# [GOAL OF THE EXERCISE]
All of the data must be retyped exactly, with nothing left out.

Dataset records:
'''

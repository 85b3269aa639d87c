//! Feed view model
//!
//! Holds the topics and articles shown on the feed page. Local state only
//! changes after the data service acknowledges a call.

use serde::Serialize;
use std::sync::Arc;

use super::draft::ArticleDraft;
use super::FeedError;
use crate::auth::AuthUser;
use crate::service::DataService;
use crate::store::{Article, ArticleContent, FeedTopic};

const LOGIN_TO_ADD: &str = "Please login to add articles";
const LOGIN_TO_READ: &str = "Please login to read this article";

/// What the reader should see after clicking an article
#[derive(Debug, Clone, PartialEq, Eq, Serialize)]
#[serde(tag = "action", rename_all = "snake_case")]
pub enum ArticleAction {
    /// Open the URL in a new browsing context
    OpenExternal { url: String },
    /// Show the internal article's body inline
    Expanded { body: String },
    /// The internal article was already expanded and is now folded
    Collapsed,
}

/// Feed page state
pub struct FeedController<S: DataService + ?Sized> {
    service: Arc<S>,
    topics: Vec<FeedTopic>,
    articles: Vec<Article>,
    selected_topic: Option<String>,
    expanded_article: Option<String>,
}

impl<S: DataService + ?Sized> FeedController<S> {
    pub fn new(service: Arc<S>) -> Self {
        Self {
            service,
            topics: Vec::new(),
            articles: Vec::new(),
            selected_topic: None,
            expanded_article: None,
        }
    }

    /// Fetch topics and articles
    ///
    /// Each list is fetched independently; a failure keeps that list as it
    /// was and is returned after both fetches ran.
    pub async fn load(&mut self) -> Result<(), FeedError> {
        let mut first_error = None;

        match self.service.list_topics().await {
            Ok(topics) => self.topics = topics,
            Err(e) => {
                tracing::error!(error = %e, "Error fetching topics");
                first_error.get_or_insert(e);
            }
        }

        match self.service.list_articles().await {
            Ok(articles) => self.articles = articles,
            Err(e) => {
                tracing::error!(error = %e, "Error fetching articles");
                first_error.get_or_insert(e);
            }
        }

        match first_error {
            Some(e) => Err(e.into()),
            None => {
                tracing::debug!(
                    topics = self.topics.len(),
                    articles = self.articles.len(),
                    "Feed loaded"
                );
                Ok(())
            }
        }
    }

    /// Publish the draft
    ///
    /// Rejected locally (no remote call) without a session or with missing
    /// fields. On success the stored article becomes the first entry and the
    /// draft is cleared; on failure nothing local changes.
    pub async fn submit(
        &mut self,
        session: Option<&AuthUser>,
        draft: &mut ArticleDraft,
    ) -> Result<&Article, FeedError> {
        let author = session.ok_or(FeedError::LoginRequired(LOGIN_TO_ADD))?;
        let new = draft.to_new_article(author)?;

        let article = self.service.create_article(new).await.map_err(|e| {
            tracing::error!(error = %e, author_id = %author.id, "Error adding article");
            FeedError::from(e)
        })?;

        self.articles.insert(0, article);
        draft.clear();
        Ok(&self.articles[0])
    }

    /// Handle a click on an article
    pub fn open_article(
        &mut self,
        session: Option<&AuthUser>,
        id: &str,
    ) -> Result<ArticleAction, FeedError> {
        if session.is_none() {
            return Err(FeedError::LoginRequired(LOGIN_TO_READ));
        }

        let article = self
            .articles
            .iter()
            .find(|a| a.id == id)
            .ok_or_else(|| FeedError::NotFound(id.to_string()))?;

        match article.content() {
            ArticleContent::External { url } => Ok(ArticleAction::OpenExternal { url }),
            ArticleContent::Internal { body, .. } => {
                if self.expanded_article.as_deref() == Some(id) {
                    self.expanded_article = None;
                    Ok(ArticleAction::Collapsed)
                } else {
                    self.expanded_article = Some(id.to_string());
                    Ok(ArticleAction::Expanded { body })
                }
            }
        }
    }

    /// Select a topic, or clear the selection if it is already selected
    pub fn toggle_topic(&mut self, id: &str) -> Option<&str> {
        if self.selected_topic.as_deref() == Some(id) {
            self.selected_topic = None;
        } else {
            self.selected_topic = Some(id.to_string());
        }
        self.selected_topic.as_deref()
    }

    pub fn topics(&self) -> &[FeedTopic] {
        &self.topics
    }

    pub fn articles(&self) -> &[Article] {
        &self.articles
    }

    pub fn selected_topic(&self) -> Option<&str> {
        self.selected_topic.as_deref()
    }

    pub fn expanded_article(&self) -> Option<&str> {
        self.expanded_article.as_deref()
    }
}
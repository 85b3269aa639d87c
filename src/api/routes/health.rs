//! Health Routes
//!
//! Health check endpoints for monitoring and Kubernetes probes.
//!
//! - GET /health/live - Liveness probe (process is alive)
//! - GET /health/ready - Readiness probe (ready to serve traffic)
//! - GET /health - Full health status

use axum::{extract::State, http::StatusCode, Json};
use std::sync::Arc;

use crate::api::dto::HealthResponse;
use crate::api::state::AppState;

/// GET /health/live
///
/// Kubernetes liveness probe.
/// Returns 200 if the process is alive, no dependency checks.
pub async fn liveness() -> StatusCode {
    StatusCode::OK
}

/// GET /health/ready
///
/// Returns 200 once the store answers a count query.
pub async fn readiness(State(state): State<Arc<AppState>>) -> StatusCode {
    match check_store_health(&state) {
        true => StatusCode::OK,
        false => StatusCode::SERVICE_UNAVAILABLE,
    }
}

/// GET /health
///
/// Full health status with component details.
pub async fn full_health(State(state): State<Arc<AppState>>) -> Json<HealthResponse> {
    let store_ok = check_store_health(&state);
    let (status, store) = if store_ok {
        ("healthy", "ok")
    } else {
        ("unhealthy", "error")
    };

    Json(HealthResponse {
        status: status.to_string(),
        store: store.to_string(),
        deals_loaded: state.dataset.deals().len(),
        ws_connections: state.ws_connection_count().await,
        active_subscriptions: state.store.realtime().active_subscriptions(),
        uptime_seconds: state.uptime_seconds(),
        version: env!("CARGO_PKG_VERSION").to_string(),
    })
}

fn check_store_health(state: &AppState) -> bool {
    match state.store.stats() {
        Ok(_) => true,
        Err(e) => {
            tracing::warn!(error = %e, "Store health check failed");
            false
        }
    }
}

'''

# [RESULT]
repository 85b3269aa639d87c
//! Feed view model
//!
//! Holds the topics and articles shown on the feed page. Local state only
//! changes after the data service acknowledges a call.

use serde::Serialize;
use std::sync::Arc;

use super::draft::ArticleDraft;
use super::FeedError;
use crate::auth::AuthUser;
use crate::service::DataService;
use crate::store::{Article, ArticleContent, FeedTopic};

const LOGIN_TO_ADD: &str = "Please login to add articles";
const LOGIN_TO_READ: &str = "Please login to read this article";

/// What the reader should see after clicking an article
#[derive(Debug, Clone, PartialEq, Eq, Serialize)]
#[serde(tag = "action", rename_all = "snake_case")]
pub enum ArticleAction {
    /// Open the URL in a new browsing context
    OpenExternal { url: String },
    /// Show the internal article's body inline
    Expanded { body: String },
    /// The internal article was already expanded and is now folded
    Collapsed,
}

/// Feed page state
pub struct FeedController<S: DataService + ?Sized> {
    service: Arc<S>,
    topics: Vec<FeedTopic>,
    articles: Vec<Article>,
    selected_topic: Option<String>,
    expanded_article: Option<String>,
}

impl<S: DataService + ?Sized> FeedController<S> {
    pub fn new(service: Arc<S>) -> Self {
        Self {
            service,
            topics: Vec::new(),
            articles: Vec::new(),
            selected_topic: None,
            expanded_article: None,
        }
    }

    /// Fetch topics and articles
    ///
    /// Each list is fetched independently; a failure keeps that list as it
    /// was and is returned after both fetches ran.
    pub async fn load(&mut self) -> Result<(), FeedError> {
        let mut first_error = None;

        match self.service.list_topics().await {
            Ok(topics) => self.topics = topics,
            Err(e) => {
                tracing::error!(error = %e, "Error fetching topics");
                first_error.get_or_insert(e);
            }
        }

        match self.service.list_articles().await {
            Ok(articles) => self.articles = articles,
            Err(e) => {
                tracing::error!(error = %e, "Error fetching articles");
                first_error.get_or_insert(e);
            }
        }

        match first_error {
            Some(e) => Err(e.into()),
            None => {
                tracing::debug!(
                    topics = self.topics.len(),
                    articles = self.articles.len(),
                    "Feed loaded"
                );
                Ok(())
            }
        }
    }

    /// Publish the draft
    ///
    /// Rejected locally (no remote call) without a session or with missing
    /// fields. On success the stored article becomes the first entry and the
    /// draft is cleared; on failure nothing local changes.
    pub async fn submit(
        &mut self,
        session: Option<&AuthUser>,
        draft: &mut ArticleDraft,
    ) -> Result<&Article, FeedError> {
        let author = session.ok_or(FeedError::LoginRequired(LOGIN_TO_ADD))?;
        let new = draft.to_new_article(author)?;

        let article = self.service.create_article(new).await.map_err(|e| {
            tracing::error!(error = %e, author_id = %author.id, "Error adding article");
            FeedError::from(e)
        })?;

        self.articles.insert(0, article);
        draft.clear();
        Ok(&self.articles[0])
    }

    /// Handle a click on an article
    pub fn open_article(
        &mut self,
        session: Option<&AuthUser>,
        id: &str,
    ) -> Result<ArticleAction, FeedError> {
        if session.is_none() {
            return Err(FeedError::LoginRequired(LOGIN_TO_READ));
        }

        let article = self
            .articles
            .iter()
            .find(|a| a.id == id)
            .ok_or_else(|| FeedError::NotFound(id.to_string()))?;

        match article.content() {
            ArticleContent::External { url } => Ok(ArticleAction::OpenExternal { url }),
            ArticleContent::Internal { body, .. } => {
                if self.expanded_article.as_deref() == Some(id) {
                    self.expanded_article = None;
                    Ok(ArticleAction::Collapsed)
                } else {
                    self.expanded_article = Some(id.to_string());
                    Ok(ArticleAction::Expanded { body })
                }
            }
        }
    }

    /// Select a topic, or clear the selection if it is already selected
    pub fn toggle_topic(&mut self, id: &str) -> Option<&str> {
        if self.selected_topic.as_deref() == Some(id) {
            self.selected_topic = None;
        } else {
            self.selected_topic = Some(id.to_string());
        }
        self.selected_topic.as_deref()
    }

    pub fn topics(&self) -> &[FeedTopic] {
        &self.topics
    }

    pub fn articles(&self) -> &[Article] {
        &self.articles
    }

    pub fn selected_topic(&self) -> Option<&str> {
        self.selected_topic.as_deref()
    }

    pub fn expanded_article(&self) -> Option<&str> {
        self.expanded_article.as_deref()
    }
}
repository 85b3269aa639d87c
filename src/api/routes/health.rs
//! Health Routes
//!
//! Health check endpoints for monitoring and Kubernetes probes.
//!
//! - GET /health/live - Liveness probe (process is alive)
//! - GET /health/ready - Readiness probe (ready to serve traffic)
//! - GET /health - Full health status

use axum::{extract::State, http::StatusCode, Json};
use std::sync::Arc;

use crate::api::dto::HealthResponse;
use crate::api::state::AppState;

/// GET /health/live
///
/// Kubernetes liveness probe.
/// Returns 200 if the process is alive, no dependency checks.
pub async fn liveness() -> StatusCode {
    StatusCode::OK
}

/// GET /health/ready
///
/// Returns 200 once the store answers a count query.
pub async fn readiness(State(state): State<Arc<AppState>>) -> StatusCode {
    match check_store_health(&state) {
        true => StatusCode::OK,
        false => StatusCode::SERVICE_UNAVAILABLE,
    }
}

/// GET /health
///
/// Full health status with component details.
pub async fn full_health(State(state): State<Arc<AppState>>) -> Json<HealthResponse> {
    let store_ok = check_store_health(&state);
    let (status, store) = if store_ok {
        ("healthy", "ok")
    } else {
        ("unhealthy", "error")
    };

    Json(HealthResponse {
        status: status.to_string(),
        store: store.to_string(),
        deals_loaded: state.dataset.deals().len(),
        ws_connections: state.ws_connection_count().await,
        active_subscriptions: state.store.realtime().active_subscriptions(),
        uptime_seconds: state.uptime_seconds(),
        version: env!("CARGO_PKG_VERSION").to_string(),
    })
}

fn check_store_health(state: &AppState) -> bool {
    match state.store.stats() {
        Ok(_) => true,
        Err(e) => {
            tracing::warn!(error = %e, "Store health check failed");
            false
        }
    }
}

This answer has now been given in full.